Top of The data

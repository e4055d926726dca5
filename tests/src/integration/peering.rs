//! # Peering between two nodes
//!
//! Node B is configured with node A's listener as its seed. Dialing seeds
//! connects the pair over loopback TCP and records A in B's address book.

#[cfg(test)]
mod tests {
    use std::time::Duration;

    use shared_bus::{ChainEvent, EventFilter, EventKind};
    use tokio::time::{sleep, timeout};

    use crate::integration::support::{config, listening_node};

    #[tokio::test]
    async fn test_seed_dial_connects_two_nodes() {
        let dir_a = tempfile::tempdir().unwrap();
        let dir_b = tempfile::tempdir().unwrap();

        let a = listening_node(config(dir_a.path())).await;
        let a_addr = a.switch().listeners()[0].external_address();
        let mut a_events = a.bus().subscribe(EventFilter::kinds([EventKind::PeerConnected]));

        let mut b_config = config(dir_b.path());
        b_config.p2p.seed_node = Some(format!("tcp://{a_addr}"));
        let b = listening_node(b_config).await;
        let mut b_events = b.bus().subscribe(EventFilter::kinds([EventKind::PeerConnected]));

        let report = b.dial_seeds().await;
        assert_eq!(report.attempted, 1);
        assert_eq!(report.connected, vec![a_addr.clone()]);
        assert!(report.failed.is_empty());

        assert_eq!(b.switch().num_peers(), 1);
        assert!(b.switch().peers()[0].is_outbound());
        let known = b.addr_book().get(&a_addr).expect("seed recorded");
        // a successful dial resets the attempt counter
        assert_eq!(known.attempts, 0);
        assert!(known.last_attempt.is_some());
        assert!(known.last_success.is_some());

        match timeout(Duration::from_secs(5), b_events.recv()).await.unwrap() {
            Some(ChainEvent::PeerConnected { address, outbound }) => {
                assert_eq!(address, a_addr);
                assert!(outbound);
            }
            other => panic!("unexpected event: {other:?}"),
        }

        timeout(Duration::from_secs(5), async {
            while a.switch().num_peers() == 0 {
                sleep(Duration::from_millis(10)).await;
            }
        })
        .await
        .expect("inbound peer never registered");
        assert!(!a.switch().peers()[0].is_outbound());

        match timeout(Duration::from_secs(5), a_events.recv()).await.unwrap() {
            Some(ChainEvent::PeerConnected { outbound, .. }) => assert!(!outbound),
            other => panic!("unexpected event: {other:?}"),
        }

        b.stop().await;
        a.stop().await;
        assert_eq!(b.switch().num_peers(), 0);
    }

    #[tokio::test]
    async fn test_seed_list_dials_every_reachable_seed() {
        let dirs: Vec<_> = (0..3).map(|_| tempfile::tempdir().unwrap()).collect();
        let a = listening_node(config(dirs[0].path())).await;
        let c = listening_node(config(dirs[1].path())).await;
        let a_addr = a.switch().listeners()[0].external_address();
        let c_addr = c.switch().listeners()[0].external_address();

        let mut b_config = config(dirs[2].path());
        b_config.p2p.seed_nodes = vec![
            a_addr.to_string(),
            // nothing listens on port 1
            "127.0.0.1:1".to_string(),
            c_addr.to_string(),
        ];
        let b = listening_node(b_config).await;

        let mut report = b.dial_seeds().await;
        report.connected.sort();
        let mut expected = vec![a_addr, c_addr];
        expected.sort();

        assert_eq!(report.attempted, 3);
        assert_eq!(report.connected, expected);
        assert_eq!(report.failed, vec!["127.0.0.1:1".to_string()]);
        assert_eq!(b.switch().num_peers(), 2);

        b.stop().await;
        a.stop().await;
        c.stop().await;
    }

    #[tokio::test]
    async fn test_node_info_reports_listener() {
        let dir = tempfile::tempdir().unwrap();
        let node = listening_node(config(dir.path())).await;
        let port = node.switch().listeners()[0].external_address().port;

        let info = node.switch().node_info().expect("set on start");
        assert_eq!(info.network, "meridian-itest");
        assert_eq!(info.p2p_port, Some(port));
        assert!(info.is_listening());

        node.stop().await;
    }
}
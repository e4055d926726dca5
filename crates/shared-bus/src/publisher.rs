//! # Event Publisher
//!
//! Sending side of the bus, with its start/stop gate.

use crate::events::{ChainEvent, EventFilter};
use crate::subscriber::{EventStream, QueuedSubscription, Subscription};
use crate::DEFAULT_CHANNEL_CAPACITY;
use parking_lot::RwLock;
use std::collections::HashMap;
use std::sync::atomic::{AtomicBool, AtomicU64, Ordering};
use std::sync::Arc;
use tokio::sync::{broadcast, mpsc};
use tracing::{debug, info, trace, warn};

/// Where reactors send their events. Handed out as an
/// [`crate::EventSink`].
pub trait EventPublisher: Send + Sync {
    /// Returns how many subscribers the event reached.
    fn publish(&self, event: ChainEvent) -> usize;

    /// Events accepted since creation.
    fn events_published(&self) -> u64;
}

/// Process-local bus over a `tokio::sync::broadcast` channel.
///
/// Publishing never blocks. A [`Subscription`] that falls more than
/// `capacity` events behind loses the oldest ones. A [`QueuedSubscription`]
/// never loses events; its queue grows instead. Every subscriber observes
/// events in publication order.
pub struct InMemoryEventBus {
    sender: broadcast::Sender<ChainEvent>,
    /// Live subscriptions keyed by their kind filter, for diagnostics.
    subscriptions: Arc<RwLock<HashMap<String, usize>>>,
    queued: RwLock<Vec<QueuedSender>>,
    running: AtomicBool,
    events_published: AtomicU64,
    capacity: usize,
}

impl InMemoryEventBus {
    /// Create a new, not yet started, event bus with default capacity.
    #[must_use]
    pub fn new() -> Self {
        Self::with_capacity(DEFAULT_CHANNEL_CAPACITY)
    }

    /// Create a new, not yet started, event bus with specified capacity.
    #[must_use]
    pub fn with_capacity(capacity: usize) -> Self {
        let (sender, _) = broadcast::channel(capacity);
        Self {
            sender,
            subscriptions: Arc::new(RwLock::new(HashMap::new())),
            queued: RwLock::new(Vec::new()),
            running: AtomicBool::new(false),
            events_published: AtomicU64::new(0),
            capacity,
        }
    }

    /// Start accepting events. Returns `false` if already running.
    pub fn start(&self) -> bool {
        let started = !self.running.swap(true, Ordering::SeqCst);
        if started {
            info!(capacity = self.capacity, "Event bus started");
        }
        started
    }

    /// Stop accepting events. Safe to call repeatedly.
    pub fn stop(&self) {
        if self.running.swap(false, Ordering::SeqCst) {
            info!(
                published = self.events_published(),
                "Event bus stopped"
            );
        }
    }

    /// Whether the bus currently accepts events.
    #[must_use]
    pub fn is_running(&self) -> bool {
        self.running.load(Ordering::SeqCst)
    }

    /// Subscribe to events matching a filter.
    ///
    /// Events published before this call are not delivered.
    #[must_use]
    pub fn subscribe(&self, filter: EventFilter) -> Subscription {
        let receiver = self.sender.subscribe();
        let key = format!("{:?}", filter.kinds);

        *self.subscriptions.write().entry(key.clone()).or_insert(0) += 1;

        debug!(kinds = ?filter.kinds, "New subscription created");

        Subscription::new(receiver, filter, self.subscriptions.clone(), key)
    }

    /// Subscribe with a private unbounded queue filled at publish time.
    ///
    /// Unlike [`Self::subscribe`], a slow consumer never misses events; they
    /// wait in its queue until it catches up.
    #[must_use]
    pub fn subscribe_queued(&self, filter: EventFilter) -> QueuedSubscription {
        let (sender, receiver) = mpsc::unbounded_channel();
        debug!(kinds = ?filter.kinds, "New queued subscription created");
        self.queued.write().push(QueuedSender {
            filter: filter.clone(),
            sender,
        });
        QueuedSubscription::new(receiver, filter)
    }

    /// Get a stream of events matching a filter.
    #[must_use]
    pub fn event_stream(&self, filter: EventFilter) -> EventStream {
        EventStream::new(self.subscribe(filter))
    }

    /// Get the number of active subscribers.
    #[must_use]
    pub fn subscriber_count(&self) -> usize {
        let queued = self
            .queued
            .read()
            .iter()
            .filter(|q| !q.sender.is_closed())
            .count();
        self.sender.receiver_count() + queued
    }

    /// Push `event` to every live queued subscriber it matches, dropping
    /// queues whose receiver is gone.
    fn push_queued(&self, event: &ChainEvent) -> usize {
        let mut queues = self.queued.write();
        queues.retain(|q| !q.sender.is_closed());
        queues
            .iter()
            .filter(|q| q.filter.matches(event))
            .filter(|q| q.sender.send(event.clone()).is_ok())
            .count()
    }

    /// Get the channel capacity.
    #[must_use]
    pub fn capacity(&self) -> usize {
        self.capacity
    }
}

struct QueuedSender {
    filter: EventFilter,
    sender: mpsc::UnboundedSender<ChainEvent>,
}

impl Default for InMemoryEventBus {
    fn default() -> Self {
        Self::new()
    }
}

impl EventPublisher for InMemoryEventBus {
    fn publish(&self, event: ChainEvent) -> usize {
        let kind = event.kind();
        if !self.is_running() {
            warn!(?kind, "Bus not running, event dropped");
            return 0;
        }

        self.events_published.fetch_add(1, Ordering::Relaxed);
        let queued = self.push_queued(&event);
        // send only fails when nobody is subscribed
        let reached = self.sender.send(event).unwrap_or(0) + queued;
        trace!(?kind, reached, "Event published");
        reached
    }

    fn events_published(&self) -> u64 {
        self.events_published.load(Ordering::Relaxed)
    }
}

Bottom of The data

About this exercise:
Transcribe each line of the data above, unaltered, from the one where "assert!(b.switch().peers()[0].is_outbound());" appears to the one where "assert!(outbound);" appears, inclusive of both.

Response area:
        assert!(b.switch().peers()[0].is_outbound());
        let known = b.addr_book().get(&a_addr).expect("seed recorded");
        // a successful dial resets the attempt counter
        assert_eq!(known.attempts, 0);
        assert!(known.last_attempt.is_some());
        assert!(known.last_success.is_some());

        match timeout(Duration::from_secs(5), b_events.recv()).await.unwrap() {
            Some(ChainEvent::PeerConnected { address, outbound }) => {
                assert_eq!(address, a_addr);
                assert!(outbound);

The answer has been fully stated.